WHAT YOU HAVE TO DO: Check every line of the entries that follow, and copy the ones containing "true".

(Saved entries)
········
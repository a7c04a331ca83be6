// Copyright (c) 2024-2026 Martin Schröder <info@swedishembedded.com>
//
// SPDX-License-Identifier: MIT
use chrono::{DateTime, Utc};
use rusqlite::{params, Row};

use clade_core::MemoryChunk;

use crate::error::StoreError;
use crate::Store;

fn row_to_chunk(row: &Row) -> rusqlite::Result<MemoryChunk> {
    let updated_at: String = row.get("updated_at")?;
    let chunk_start: i64 = row.get("chunk_start")?;
    let chunk_end: i64 = row.get("chunk_end")?;
    Ok(MemoryChunk {
        id: row.get("id")?,
        agent_id: row.get("agent_id")?,
        file_path: row.get("file_path")?,
        chunk_text: row.get("chunk_text")?,
        chunk_start: chunk_start as usize,
        chunk_end: chunk_end as usize,
        updated_at: updated_at
            .parse::<DateTime<Utc>>()
            .unwrap_or_else(|_| Utc::now()),
    })
}

/// One `search` result: the chunk plus its FTS5 relevance rank (lower is
/// more relevant — `bm25()`'s native ordering).
#[derive(Debug, Clone)]
pub struct MemorySearchHit {
    pub chunk: MemoryChunk,
    pub rank: f64,
}

/// Wraps each whitespace-separated token of `query` as an FTS5 phrase so
/// punctuation inside a token (e.g. `agent-id`, `v1.2`) doesn't break the
/// query parser (§4.1 "each token wrapped as a phrase to tolerate
/// punctuation").
fn tokenize_as_phrases(query: &str) -> String {
    query
        .split_whitespace()
        .map(|tok| format!("\"{}\"", tok.replace('"', "\"\"")))
        .collect::<Vec<_>>()
        .join(" ")
}

impl Store {
    pub async fn index_chunk(&self, chunk: MemoryChunk) -> Result<(), StoreError> {
        self.with_conn(move |conn| {
            conn.execute(
                "INSERT INTO memory_chunks (id, agent_id, file_path, chunk_text, chunk_start, chunk_end, updated_at)
                 VALUES (?1, ?2, ?3, ?4, ?5, ?6, ?7)
                 ON CONFLICT(id) DO UPDATE SET chunk_text = excluded.chunk_text,
                    chunk_start = excluded.chunk_start, chunk_end = excluded.chunk_end,
                    updated_at = excluded.updated_at",
                params![
                    chunk.id,
                    chunk.agent_id,
                    chunk.file_path,
                    chunk.chunk_text,
                    chunk.chunk_start as i64,
                    chunk.chunk_end as i64,
                    chunk.updated_at.to_rfc3339(),
                ],
            )?;
            conn.execute(
                "DELETE FROM memory_fts WHERE chunk_id = ?1",
                params![chunk.id],
            )?;
            conn.execute(
                "INSERT INTO memory_fts (chunk_id, agent_id, chunk_text) VALUES (?1, ?2, ?3)",
                params![chunk.id, chunk.agent_id, chunk.chunk_text],
            )?;
            Ok(())
        })
        .await
    }

    /// Clears every chunk previously indexed for `file_path`, e.g. before
    /// reindexing it after a file change (§3 `MemoryChunk` lifetime).
    pub async fn clear_file(&self, agent_id: &str, file_path: &str) -> Result<(), StoreError> {
        let agent_id = agent_id.to_string();
        let file_path = file_path.to_string();
        self.with_conn(move |conn| {
            let ids: Vec<String> = {
                let mut stmt = conn.prepare(
                    "SELECT id FROM memory_chunks WHERE agent_id = ?1 AND file_path = ?2",
                )?;
                let rows = stmt.query_map(params![agent_id, file_path], |r| r.get(0))?;
                rows.collect::<Result<_, _>>()?
            };
            for id in ids {
                conn.execute("DELETE FROM memory_fts WHERE chunk_id = ?1", params![id])?;
            }
            conn.execute(
                "DELETE FROM memory_chunks WHERE agent_id = ?1 AND file_path = ?2",
                params![agent_id, file_path],
            )?;
            Ok(())
        })
        .await
    }

    /// Full-text search scoped to `agent_id`, ordered by relevance
    /// (`bm25()`, ascending — lower is better).
    pub async fn search(
        &self,
        agent_id: &str,
        query: &str,
        limit: usize,
    ) -> Result<Vec<MemorySearchHit>, StoreError> {
        let agent_id = agent_id.to_string();
        let fts_query = tokenize_as_phrases(query);
        self.with_conn(move |conn| {
            if fts_query.trim().is_empty() {
                return Ok(Vec::new());
            }
            let mut stmt = conn.prepare(
                "SELECT c.*, bm25(memory_fts) AS rank
                 FROM memory_fts f
                 JOIN memory_chunks c ON c.id = f.chunk_id
                 WHERE f.agent_id = ?1 AND memory_fts MATCH ?2
                 ORDER BY rank LIMIT ?3",
            )?;
            let rows = stmt.query_map(params![agent_id, fts_query, limit as i64], |row| {
                let chunk = row_to_chunk(row)?;
                let rank: f64 = row.get("rank")?;
                Ok(MemorySearchHit { chunk, rank })
            })?;
            let mut out = Vec::new();
            for r in rows {
                out.push(r?);
            }
            Ok(out)
        })
        .await
    }

    pub async fn list_chunks(&self, agent_id: &str) -> Result<Vec<MemoryChunk>, StoreError> {
        let agent_id = agent_id.to_string();
        self.with_conn(move |conn| {
            let mut stmt = conn.prepare(
                "SELECT * FROM memory_chunks WHERE agent_id = ?1 ORDER BY file_path, chunk_start",
            )?;
            let rows = stmt.query_map(params![agent_id], row_to_chunk)?;
            let mut out = Vec::new();
            for r in rows {
                out.push(r?);
            }
            Ok(out)
        })
        .await
    }

    /// Reindexes one file after a change (§3 "reindexed on file change"):
    /// clears its prior chunks, then windows `text` (via
    /// `clade_core::memory::chunk_file`) and indexes every resulting chunk.
    /// A no-op write (`text` unchanged) still re-derives and re-inserts —
    /// callers that want to skip unchanged files diff before calling this.
    pub async fn reindex_file(
        &self,
        agent_id: &str,
        file_path: &str,
        text: &str,
    ) -> Result<usize, StoreError> {
        self.clear_file(agent_id, file_path).await?;
        let chunks = clade_core::memory::chunk_file(agent_id, file_path, text, Utc::now());
        let count = chunks.len();
        for chunk in chunks {
            self.index_chunk(chunk).await?;
        }
        Ok(count)
    }

    /// Drops every indexed chunk for an agent (§3 "cleared on agent reset").
    pub async fn clear_agent_memory(&self, agent_id: &str) -> Result<(), StoreError> {
        let agent_id = agent_id.to_string();
        self.with_conn(move |conn| {
            let ids: Vec<String> = {
                let mut stmt =
                    conn.prepare("SELECT id FROM memory_chunks WHERE agent_id = ?1")?;
                let rows = stmt.query_map(params![agent_id], |r| r.get(0))?;
                rows.collect::<Result<_, _>>()?
            };
            for id in ids {
                conn.execute("DELETE FROM memory_fts WHERE chunk_id = ?1", params![id])?;
            }
            conn.execute("DELETE FROM memory_chunks WHERE agent_id = ?1", params![agent_id])?;
            Ok(())
        })
        .await
    }
}
// Copyright (c) 2024-2026 Martin Schröder <info@swedishembedded.com>
//
// SPDX-License-Identifier: MIT
use chrono::{DateTime, Utc};
use serde::{Deserialize, Serialize};

#[derive(Debug, Clone, Copy, PartialEq, Eq, Serialize, Deserialize)]
#[serde(rename_all = "snake_case")]
pub enum SessionStatus {
    Active,
    /// Reserved for future use; no code path sets this today (§4.11 state
    /// machine — sessions are created active and only ever move to
    /// terminated).
    Idle,
    Terminated,
}

/// The durable binding between an `(agentId, channel?, userId?, chatId?)`
/// tuple and the opaque session id the external CLI assigns.
#[derive(Debug, Clone, PartialEq, Serialize, Deserialize)]
pub struct Session {
    pub id: String,
    pub agent_id: String,
    pub channel: Option<String>,
    pub channel_user_id: Option<String>,
    pub chat_id: Option<String>,
    pub status: SessionStatus,
    pub created_at: DateTime<Utc>,
    pub last_active_at: DateTime<Utc>,
}

impl Session {
    pub fn new(
        id: impl Into<String>,
        agent_id: impl Into<String>,
        channel: Option<String>,
        channel_user_id: Option<String>,
        chat_id: Option<String>,
    ) -> Self {
        let now = Utc::now();
        Self {
            id: id.into(),
            agent_id: agent_id.into(),
            channel,
            channel_user_id,
            chat_id,
            status: SessionStatus::Active,
            created_at: now,
            last_active_at: now,
        }
    }

    pub fn touch(&mut self) {
        self.last_active_at = Utc::now();
    }

    pub fn terminate(&mut self) {
        self.status = SessionStatus::Terminated;
    }
}

/// Deterministic serialization key for an `(agent, channel, user, chat)`
/// tuple. Distinct from [`Session::id`] — the session key only orders
/// concurrent turns (§5); it is never persisted.
#[derive(Debug, Clone, PartialEq, Eq, Hash)]
pub struct SessionKey(String);

impl SessionKey {
    pub fn derive(
        agent_id: &str,
        channel: Option<&str>,
        user_id: Option<&str>,
        chat_id: Option<&str>,
    ) -> Self {
        let key = match (channel, chat_id, user_id) {
            (Some(ch), Some(chat), _) => format!("agent:{agent_id}:{ch}:{chat}"),
            (Some(ch), None, Some(user)) => format!("agent:{agent_id}:{ch}:{user}"),
            _ => format!("agent:{agent_id}:cli"),
        };
        Self(key)
    }

    pub fn as_str(&self) -> &str {
        &self.0
    }
}

impl std::fmt::Display for SessionKey {
    fn fmt(&self, f: &mut std::fmt::Formatter<'_>) -> std::fmt::Result {
        f.write_str(&self.0)
    }
}
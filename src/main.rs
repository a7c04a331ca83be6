// Copyright (c) 2024-2026 Martin Schröder <info@swedishembedded.com>
//
// SPDX-License-Identifier: MIT
mod cli;

use std::path::PathBuf;
use std::sync::Arc;
use std::time::Duration;

use anyhow::Context;
use clap::Parser;
use tracing::{error, info, warn};
use tracing_subscriber::{filter::EnvFilter, fmt, prelude::*};

use cli::{AgentsCommands, Cli, Commands, CronCommands, TasksCommands};

/// Exit codes (§4.12).
const EXIT_OK: i32 = 0;
const EXIT_FATAL_INIT: i32 = 1;
const EXIT_INCOMPATIBLE_CLI: i32 = 2;

#[tokio::main]
async fn main() {
    let cli = Cli::parse();
    init_logging(cli.verbose);

    let code = match run(cli).await {
        Ok(()) => EXIT_OK,
        Err(HostError::FatalInit(err)) => {
            error!(error = %err, "fatal initialization error");
            EXIT_FATAL_INIT
        }
        Err(HostError::IncompatibleCli(err)) => {
            error!(error = %err, "external CLI is incompatible");
            EXIT_INCOMPATIBLE_CLI
        }
        Err(HostError::Other(err)) => {
            error!(error = %err, "command failed");
            EXIT_FATAL_INIT
        }
    };
    std::process::exit(code);
}

enum HostError {
    FatalInit(anyhow::Error),
    IncompatibleCli(anyhow::Error),
    Other(anyhow::Error),
}

impl From<anyhow::Error> for HostError {
    fn from(e: anyhow::Error) -> Self {
        HostError::Other(e)
    }
}

async fn run(cli: Cli) -> Result<(), HostError> {
    match cli.command {
        Some(Commands::Completions { shell }) => {
            cli::print_completions(shell);
            Ok(())
        }
        Some(Commands::ShowConfig) => show_config(cli.config.as_deref()),
        Some(Commands::ToolBridge { server }) => run_tool_bridge(server).await,
        Some(Commands::Agents { command }) => run_agents_command(cli.config.as_deref(), command).await,
        Some(Commands::Cron { command }) => run_cron_command(cli.config.as_deref(), command).await,
        Some(Commands::Tasks { command }) => run_tasks_command(cli.config.as_deref(), command).await,
        Some(Commands::Serve) | None => serve(cli.config.as_deref()).await,
    }
}

fn show_config(config_path: Option<&std::path::Path>) -> Result<(), HostError> {
    let config = clade_config::load(config_path).map_err(|e| HostError::FatalInit(e.into()))?;
    println!("{}", serde_json::to_string_pretty(&config).unwrap_or_default());
    Ok(())
}

/// Everything shared between `serve` and the one-shot operator subcommands:
/// the resolved `$HOME_DIR`, the loaded config, and the store/registry pair
/// (§9 "construct leaves first").
struct Host {
    home_dir: PathBuf,
    store: Arc<clade_store::Store>,
    registry: Arc<clade_registry::Registry>,
}

fn open_host(config_path: Option<&std::path::Path>) -> anyhow::Result<Host> {
    let home_dir = clade_config::default_home_dir();
    let config = clade_config::load(config_path).context("loading config")?;
    let db_path = home_dir.join("data").join("clade.db");
    let store = Arc::new(clade_store::Store::open(&db_path).context("opening store")?);
    let registry = Arc::new(clade_registry::Registry::new(home_dir.clone(), config));
    Ok(Host {
        home_dir,
        store,
        registry,
    })
}

async fn run_agents_command(
    config_path: Option<&std::path::Path>,
    command: AgentsCommands,
) -> Result<(), HostError> {
    let host = open_host(config_path).map_err(HostError::FatalInit)?;
    match command {
        AgentsCommands::List => {
            let mut agents = host.registry.list();
            agents.sort_by(|a, b| a.id.cmp(&b.id));
            for bundle in agents {
                println!("{}\t{}\t{:?}", bundle.id, bundle.config.name, bundle.config.preset);
            }
        }
        AgentsCommands::Add {
            id,
            name,
            model,
            preset,
        } => {
            let preset = parse_preset(&preset).map_err(|e| HostError::Other(anyhow::anyhow!(e)))?;
            let config = clade_core::AgentConfig {
                name,
                description: String::new(),
                model,
                preset,
                custom_tools: Vec::new(),
                skills: Vec::new(),
                heartbeat: Default::default(),
                reflection: Default::default(),
                max_turns: 50,
                admin: Default::default(),
            };
            host.registry
                .register(&id, config)
                .map_err(|e| HostError::Other(e.into()))?;
            info!(agent = %id, "agent registered");
        }
        AgentsCommands::Remove { id } => {
            host.registry
                .unregister(&id)
                .map_err(|e| HostError::Other(e.into()))?;
            info!(agent = %id, "agent unregistered");
        }
        AgentsCommands::Reindex { id } => {
            let total = reindex_agent(&host, &id).await.map_err(HostError::Other)?;
            info!(agent = %id, chunks = total, "agent memory reindexed");
            println!("{total}");
        }
    }
    Ok(())
}

/// Reindexes every markdown document in an agent's bundle into the memory
/// full-text index: SOUL.md, MEMORY.md, TOOLS.md, and each `memory/*.md`
/// daily activity log (§3 `MemoryChunk` lifetime, §4.1 `indexChunk`).
/// Missing files are skipped rather than treated as an error — a freshly
/// registered agent may not have written a tools-notes file yet.
async fn reindex_agent(host: &Host, agent_id: &str) -> anyhow::Result<usize> {
    let bundle = host
        .registry
        .try_get(agent_id)
        .ok_or_else(|| anyhow::anyhow!("agent {agent_id:?} is not registered"))?;

    host.store.clear_agent_memory(agent_id).await?;

    let mut files = vec![
        ("SOUL.md".to_string(), bundle.soul_path.clone()),
        ("MEMORY.md".to_string(), bundle.memory_path.clone()),
        ("TOOLS.md".to_string(), bundle.tools_path.clone()),
    ];
    if let Ok(entries) = std::fs::read_dir(&bundle.memory_dir) {
        for entry in entries.flatten() {
            let path = entry.path();
            if path.extension().and_then(|e| e.to_str()) == Some("md") {
                let rel = format!("memory/{}", entry.file_name().to_string_lossy());
                files.push((rel, path));
            }
        }
    }

    let mut total = 0;
    for (rel_path, path) in files {
        let Ok(text) = std::fs::read_to_string(&path) else {
            continue;
        };
        if text.trim().is_empty() {
            continue;
        }
        total += host.store.reindex_file(agent_id, &rel_path, &text).await?;
    }
    Ok(total)
}

fn parse_preset(s: &str) -> Result<clade_core::ToolPreset, String> {
    use clade_core::ToolPreset::*;
    match s {
        "potato" => Ok(Potato),
        "coding" => Ok(Coding),
        "messaging" => Ok(Messaging),
        "full" => Ok(Full),
        "custom" => Ok(Custom),
        other => Err(format!("unknown preset {other:?}")),
    }
}

async fn run_cron_command(
    config_path: Option<&std::path::Path>,
    command: CronCommands,
) -> Result<(), HostError> {
    let host = open_host(config_path).map_err(HostError::FatalInit)?;
    let sessions = build_session_manager(&host).map_err(HostError::FatalInit)?;
    let scheduler = Arc::new(clade_cron::CronScheduler::new(
        host.store.clone(),
        sessions,
        Vec::new(),
    ));
    match command {
        CronCommands::List => {
            let jobs = scheduler.list_jobs().await.map_err(|e| HostError::Other(e.into()))?;
            for job in jobs {
                println!(
                    "{}\t{}\t{}\t{}\tenabled={}",
                    job.id, job.name, job.schedule, job.agent_id, job.enabled
                );
            }
        }
        CronCommands::Add {
            name,
            schedule,
            agent,
            prompt,
            deliver_to,
        } => {
            let job = scheduler
                .add_job(name, schedule, agent, prompt, deliver_to, true)
                .await
                .map_err(|e| HostError::Other(e.into()))?;
            println!("{}", job.id);
        }
        CronCommands::Remove { id } => {
            scheduler.remove_job(&id).await.map_err(|e| HostError::Other(e.into()))?;
        }
        CronCommands::Enable { id } => {
            scheduler.enable_job(&id).await.map_err(|e| HostError::Other(e.into()))?;
        }
        CronCommands::Disable { id } => {
            scheduler.disable_job(&id).await.map_err(|e| HostError::Other(e.into()))?;
        }
    }
    Ok(())
}

async fn run_tasks_command(
    config_path: Option<&std::path::Path>,
    command: TasksCommands,
) -> Result<(), HostError> {
    let host = open_host(config_path).map_err(HostError::FatalInit)?;
    match command {
        TasksCommands::List { agent } => {
            let tasks = host
                .store
                .list_tasks_by_agent(agent.as_deref())
                .await
                .map_err(|e| HostError::Other(e.into()))?;
            for task in tasks {
                println!(
                    "{}\t{}\t{:?}\t{}",
                    task.id, task.agent_id, task.status, task.execute_at
                );
            }
        }
        TasksCommands::Cancel { id } => {
            let cancelled = host
                .store
                .cancel_task(&id)
                .await
                .map_err(|e| HostError::Other(e.into()))?;
            if !cancelled {
                return Err(HostError::Other(anyhow::anyhow!(
                    "task {id:?} is not in a cancellable state"
                )));
            }
        }
    }
    Ok(())
}

async fn run_tool_bridge(server: String) -> Result<(), HostError> {
    let socket_path = std::env::var("IPC_SOCKET_PATH")
        .context("IPC_SOCKET_PATH must be set by the parent host process")
        .map_err(HostError::Other)?;
    let agent_id = std::env::var("AGENT_ID")
        .context("AGENT_ID must be set by the parent host process")
        .map_err(HostError::Other)?;
    let bridge = clade_ipc::ToolBridgeServer::new(socket_path, server, agent_id);
    clade_ipc::serve_stdio(bridge)
        .await
        .map_err(|e| HostError::Other(e.into()))
}

fn build_session_manager(host: &Host) -> anyhow::Result<Arc<clade_session::SessionManager>> {
    let reflection = Arc::new(clade_reflection::ReflectionDriver::new(host.registry.clone()));
    let host_exe = std::env::current_exe().context("resolving current executable path")?;
    let ipc_socket_path = host.home_dir.join(format!("ipc-{}.sock", std::process::id()));
    let cli_path = std::env::var("CLADE_CLI_PATH").unwrap_or_else(|_| "claude".to_string());
    let manager = clade_session::SessionManager::new(
        host.store.clone(),
        host.registry.clone(),
        reflection,
        clade_session::SessionManagerConfig {
            host_exe,
            home_dir: host.home_dir.clone(),
            ipc_socket_path,
            browser: None,
            cli: clade_cli_runner::CliRunnerConfig {
                cli_path,
                ..Default::default()
            },
        },
    );
    Ok(Arc::new(manager))
}

/// Runs the full host loop: probes the external CLI, wires every component
/// (§9 "construct leaves first"), starts the IPC server, task queue ticker,
/// and cron scheduler, then waits for SIGTERM/SIGINT and drains each
/// subsystem in turn before returning (§4.12).
async fn serve(config_path: Option<&std::path::Path>) -> Result<(), HostError> {
    let host = open_host(config_path).map_err(HostError::FatalInit)?;
    let sessions = build_session_manager(&host).map_err(HostError::FatalInit)?;

    // §4.2: probe the external CLI once up front so an incompatible CLI is
    // reported immediately with exit code 2, rather than surfacing as an
    // opaque CLI error on the first real turn.
    let cli_path = std::env::var("CLADE_CLI_PATH").unwrap_or_else(|_| "claude".to_string());
    if let Err(err) = clade_capability::probe(&cli_path).await {
        return Err(HostError::IncompatibleCli(err.into()));
    }

    let ipc_socket_path = host.home_dir.join(format!("ipc-{}.sock", std::process::id()));
    let ipc_server = Arc::new(clade_ipc::IpcServer::new(
        ipc_socket_path,
        host.store.clone(),
        host.registry.clone(),
        sessions.clone(),
        std::env::current_exe().map_err(|e| HostError::FatalInit(e.into()))?,
        host.home_dir.clone(),
        None,
    ));

    let ticker = Arc::new(clade_taskqueue::TaskQueueTicker::new(
        host.store.clone(),
        sessions.clone(),
        clade_taskqueue::TaskQueueTickerConfig::default(),
    ));

    let cron = Arc::new(clade_cron::CronScheduler::new(
        host.store.clone(),
        sessions.clone(),
        Vec::new(),
    ));
    cron.start().await.map_err(|e| HostError::Other(e.into()))?;

    let (ipc_shutdown_tx, ipc_shutdown_rx) = tokio::sync::oneshot::channel();
    let (ticker_shutdown_tx, ticker_shutdown_rx) = tokio::sync::oneshot::channel();

    let ipc_handle = tokio::spawn({
        let ipc_server = ipc_server.clone();
        async move {
            if let Err(err) = ipc_server.run(ipc_shutdown_rx).await {
                error!(error = %err, "IPC server exited with an error");
            }
        }
    });
    let ticker_handle = tokio::spawn({
        let ticker = ticker.clone();
        async move {
            ticker.run(ticker_shutdown_rx).await;
        }
    });

    info!(home = %host.home_dir.display(), "clade host started");
    wait_for_shutdown_signal().await;
    info!("shutdown signal received, draining subsystems");

    cron.stop().await;
    let _ = ipc_shutdown_tx.send(());
    let _ = ticker_shutdown_tx.send(());

    if tokio::time::timeout(Duration::from_secs(10), ipc_handle).await.is_err() {
        warn!("IPC server did not shut down within the grace period");
    }
    if tokio::time::timeout(Duration::from_secs(10), ticker_handle).await.is_err() {
        warn!("task queue ticker did not shut down within the grace period");
    }

    Ok(())
}

async fn wait_for_shutdown_signal() {
    #[cfg(unix)]
    {
        use tokio::signal::unix::{signal, SignalKind};
        let mut term = signal(SignalKind::terminate()).expect("installing SIGTERM handler");
        let mut int = signal(SignalKind::interrupt()).expect("installing SIGINT handler");
        tokio::select! {
            _ = term.recv() => {}
            _ = int.recv() => {}
        }
    }
    #[cfg(not(unix))]
    {
        let _ = tokio::signal::ctrl_c().await;
    }
}

fn init_logging(verbosity: u8) {
    let level = match verbosity {
        0 => "warn",
        1 => "debug",
        _ => "trace",
    };
    let filter = EnvFilter::try_from_default_env().unwrap_or_else(|_| EnvFilter::new(level));

    // CLADE_LOG_FILE opts into a file sink for long-running daemon mode;
    // otherwise logs go to stderr (§4.12).
    if let Ok(log_path) = std::env::var("CLADE_LOG_FILE") {
        if let Ok(file) = std::fs::OpenOptions::new().create(true).append(true).open(&log_path) {
            let _ = tracing_subscriber::registry()
                .with(fmt::layer().with_target(true).with_ansi(false).with_writer(std::sync::Mutex::new(file)))
                .with(filter)
                .try_init();
            return;
        }
    }

    let _ = tracing_subscriber::registry()
        .with(fmt::layer().with_target(false).with_writer(std::io::stderr))
        .with(filter)
        .try_init();
}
········
OUTPUT FOR THIS TASK:
                .add_job(name, schedule, agent, prompt, deliver_to, true)
        if let Ok(file) = std::fs::OpenOptions::new().create(true).append(true).open(&log_path) {
                .with(fmt::layer().with_target(true).with_ansi(false).with_writer(std::sync::Mutex::new(file)))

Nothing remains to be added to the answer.